El prototipo Mazda MX-5 Superlight está basado en el MX-5 aunque es más ligero que cualquiera de las versiones de este modelo. En parte es gracias a lo poco que pesa, 995 kg sin conductor y 1.070 kg en condiciones de homologación. La versión equivalente a la venta pesa 1.150 kg.

Para ello, no hay plásticos que recubran la parte interior de las puertas o guarnecidos. Incluso hay algunas partes del sistema de transmisión que están al aire. También se ha eliminado el material aislante y se ha prescindido de ciertos elementos como el aire acondicionado, el sistema de ventilación, el de sonido o los espejos retrovisores exteriores. Para paliar la falta de este último, se ha instalado uno sobre el salpicadero que ofrece al conductor un gran angular.
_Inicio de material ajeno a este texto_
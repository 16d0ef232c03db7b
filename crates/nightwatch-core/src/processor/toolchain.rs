use std::fs;
use std::path::{Path, PathBuf};

use tracing::debug;

use crate::config::{RegionOfInterest, ToolsConfig};
use crate::error::{NightwatchError, Result};
use crate::fits::{self, Header};
use crate::frame::Frame;
use crate::metadata::HeaderOverlay;

use super::{
    astrometry, calibrate, convert, extract, render, CropBox, ExtractionParams, ImageProcessor,
    RenderRequest, SolveHint, Source,
};

/// `ImageProcessor` backed by `dcraw`, `solve-field` and SExtractor, with
/// FITS handling, calibration and rendering done in-process.
#[derive(Clone, Debug, Default)]
pub struct ToolchainProcessor {
    tools: ToolsConfig,
}

impl ToolchainProcessor {
    pub fn new(tools: ToolsConfig) -> Self {
        Self { tools }
    }
}

fn scratch_dir(image: &Path) -> &Path {
    image.parent().unwrap_or_else(|| Path::new("."))
}

impl ImageProcessor for ToolchainProcessor {
    fn acquire(&self, frame: &Frame, workdir: &Path) -> Result<PathBuf> {
        if !frame.path.is_file() {
            return Err(NightwatchError::InputNotFound(frame.path.clone()));
        }
        let working = workdir.join(format!("{}.fits", frame.basename));
        if convert::is_fits(&frame.path) {
            debug!(frame = %frame.basename, "Copying FITS frame");
            fs::copy(&frame.path, &working)?;
        } else {
            convert::raw_to_fits(&self.tools.dcraw, self.tools.channel, &frame.path, &working, workdir)?;
        }
        Ok(working)
    }

    fn read_header(&self, image: &Path) -> Result<Header> {
        fits::read_header(image)
    }

    fn merge_header(&self, image: &Path, overlay: &HeaderOverlay) -> Result<()> {
        fits::update_header(image, |header| overlay.apply(header))
    }

    fn solve_astrometry(&self, image: &Path, hint: &SolveHint) -> Result<bool> {
        astrometry::solve(&self.tools.solve_field, image, hint, scratch_dir(image))
    }

    fn subtract_dark(&self, image: &Path, darks: &[PathBuf]) -> Result<()> {
        calibrate::subtract_dark(image, darks)
    }

    fn crop(&self, image: &Path, roi: &RegionOfInterest, output: &Path) -> Result<Option<CropBox>> {
        calibrate::crop(image, roi, output)
    }

    fn extract_sources(&self, image: &Path, params: &ExtractionParams) -> Result<Vec<Source>> {
        extract::extract(&self.tools.sextractor, image, params, scratch_dir(image))
    }

    fn render_jpeg(&self, request: &RenderRequest) -> Result<PathBuf> {
        render::render_image(request)
    }
}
De momento, Mazda no tiene previsto comercializarlo. Lleva un motor 1.8 de 126 CV, el mismo que el del MX-5 menos potente de los que se venden. Este se enciende con un botón que hay en el centro del salpicadero. También hay dos mandos con los que se puede cortar el suministro eléctrico y de combustible.
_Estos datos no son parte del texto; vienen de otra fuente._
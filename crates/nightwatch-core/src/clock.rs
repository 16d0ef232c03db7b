use std::time::Duration;

use chrono::{DateTime, Utc};

/// Source of wall-clock time and blocking waits.
///
/// The monitor and the metadata retry policy only ever wait through this
/// trait, so tests can substitute a clock that advances instantly.
pub trait Clock {
    fn now(&self) -> DateTime<Utc>;
    fn sleep(&self, duration: Duration);
}

/// The real clock: `Utc::now` and `std::thread::sleep`.
#[derive(Clone, Copy, Debug, Default)]
pub struct SystemClock;

impl Clock for SystemClock {
    fn now(&self) -> DateTime<Utc> {
        Utc::now()
    }

    fn sleep(&self, duration: Duration) {
        if !duration.is_zero() {
            std::thread::sleep(duration);
        }
    }
}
Otra de sus virtudes es que consume menos. En condiciones de homologación gasta 6,3 l/100 km y puede acelerar de 0 a 100 km/h en 8,9 segundos. Para hacerse una idea, el MX-5 con un motor similar gasta 7,0 l/100 km y tarda en alcanzar los 100 km/h desde parado en 9,9 segundos.

Una de sus peculiaridades es que, para reducir el peso, este prototipo no tiene techo. Tampoco lleva marco de parabrisas ni capota. Su silueta es bastante peculiar y llamativa. Tras los asientos, hay dos arcos cuya función es eliminar las turbulencias que puede provocar el viento cuando se circule a una cierta velocidad.

Lleva unos asientos tipo bacquet fabricados en fibra de carbono que están tapizados. Se ha usado el mismo tipo de piel para estos asientos, para el volante, para el pomo del cambio y para la palanca del freno de mano. Los cinturones de seguridad son de cuatro puntos de anclaje.